From: Evgeniy Polyakov
Subject: [0/3] POHMELFS high performance network filesystem. First steps in parallel processing.
Date: Jun 13, 9:37 am 2008

Hi.

I'm pleased to announce POHMEL high performance network parallel
distributed filesystem.
POHMELFS stands for Parallel Optimized Host Message Exchange Layered File System.

Development status can be tracked in filesystem section [1].

This is a high performance network filesystem with local coherent cache of data
and metadata. Its main goal is distributed parallel processing of data.

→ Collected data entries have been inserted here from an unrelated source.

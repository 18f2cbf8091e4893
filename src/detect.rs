//! Language detection collaborator, invoked by the Translation Orchestrator
//! (C7) step 2 when a request omits `source_lang` (spec §4.7). Real
//! statistical detection is an external concern the same way inference is
//! (spec §1); this defines the capability seam and a deterministic
//! script-range heuristic good enough to exercise routing and pivoting in
//! tests without a bundled model.

use crate::lang::Lang;

pub trait LanguageDetector: Send + Sync {
    /// Best-guess language for `text`, or `Lang::undetermined()` when no
    /// script-based signal is found.
    fn detect(&self, text: &str) -> Lang;
}

/// Scans for the first character outside the Latin block and maps its
/// Unicode range to a language. Falls back to `"en"` for Latin-script text
/// since most seed/demo corpora are English, and to `"und"` when the input
/// is empty or a script range isn't recognized.
pub struct HeuristicDetector;

impl LanguageDetector for HeuristicDetector {
    fn detect(&self, text: &str) -> Lang {
        let trimmed = text.trim();
        if trimmed.is_empty() {
            return Lang::undetermined();
        }
        for c in trimmed.chars() {
            if let Some(lang) = lang_for_char(c) {
                return Lang::new(lang);
            }
        }
        Lang::new("en")
    }
}

fn lang_for_char(c: char) -> Option<&'static str> {
    let cp = c as u32;
    match cp {
        0x3040..=0x30FF => Some("ja"),
        0x4E00..=0x9FFF => Some("zh"),
        0xAC00..=0xD7A3 => Some("ko"),
        0x0400..=0x04FF => Some("ru"),
        0x0600..=0x06FF => Some("ar"),
        0x0900..=0x097F => Some("hi"),
        0x0980..=0x09FF => Some("bn"),
        0x0B80..=0x0BFF => Some("ta"),
        _ => None,
    }
}

#[cfg(test)]
mod tests {
    use super::*;

    #[test]
    fn detects_japanese_script() {
        assert_eq!(HeuristicDetector.detect("こんにちは").as_str(), "ja");
    }

    #[test]
    fn detects_hindi_script() {
        assert_eq!(HeuristicDetector.detect("नमस्ते").as_str(), "hi");
    }

    #[test]
    fn falls_back_to_english_for_latin_text() {
        assert_eq!(HeuristicDetector.detect("Hello world").as_str(), "en");
    }

    #[test]
    fn empty_input_is_undetermined() {
        assert!(HeuristicDetector.detect("   ").is_undetermined());
    }
}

This release brings following features:
 * Read requests (data read, directory listing, lookup requests) balancing
 	between multiple servers.
 * Write requests are sent to multiple servers and completed only
 	when all of them sent an ack.
 * Ability to add and/or remove servers from working set at run-time from
	 userspace (via netlink, so the same command can be processed from
	 real network though, but since server does not support it yet,
	 I dropped network part).
 * Documentation (overall view and protocol commands)!
 * Rename command (oops, forgot it in previous releases :)
 * Several new mount options to control client behaviour instead of
	hardcoded numbers.
 * Bug fixes.

Very likely it is one of the last non-bug-fixing release of the kernel
client side, next release will incorporate features, needed for distributed
parallel data processing (like ability to add new servers via network
command from another servers), so most of the work will be devoted to server
code.


Basic POHMELFS features:
 * Local coherent (notes [2]) cache for data and metadata).
 * Completely async processing of all events (hard and symlinks are the only 
    	exceptions) including object creation and data reading/writing.
 * Flexible object architecture optimized for network processing. Ability to
    	create long pathes to object and remove arbitrary huge directoris in 
	single network command.
 * High performance is one of the main design goals.
 * Very fast and scalable multithreaded userspace server. Being in userspace
    	it works with any underlying filesystem and still is much faster than
	async ni-kernel NFS one.
 * Client is able to switch between different servers (if one goes down,
	client automatically reconnects to second and so on).
 * Transactions support. Full failover for all operations. Resending
	transactions to different servers on timeout or error.

Roadmap includes:
 * Server redundancy extensions (ability to store data in multiple locations
	according to regexp rules, like '*.txt' in /root1 and '*.jpg' in /root1
	and /root2.
 * Strong authentification and possible data encryption in network
	channel.
 * Async writing of the data from receiving kernel thread into userspace
	pages via copy_to_user() (check development tracking blog for results).
 * Client dynamical server reconfiguration: ability to add/remove servers
	from working set by server command (as part of development distributed
	server facilities).
 * Start development of the generic parallel distributed server.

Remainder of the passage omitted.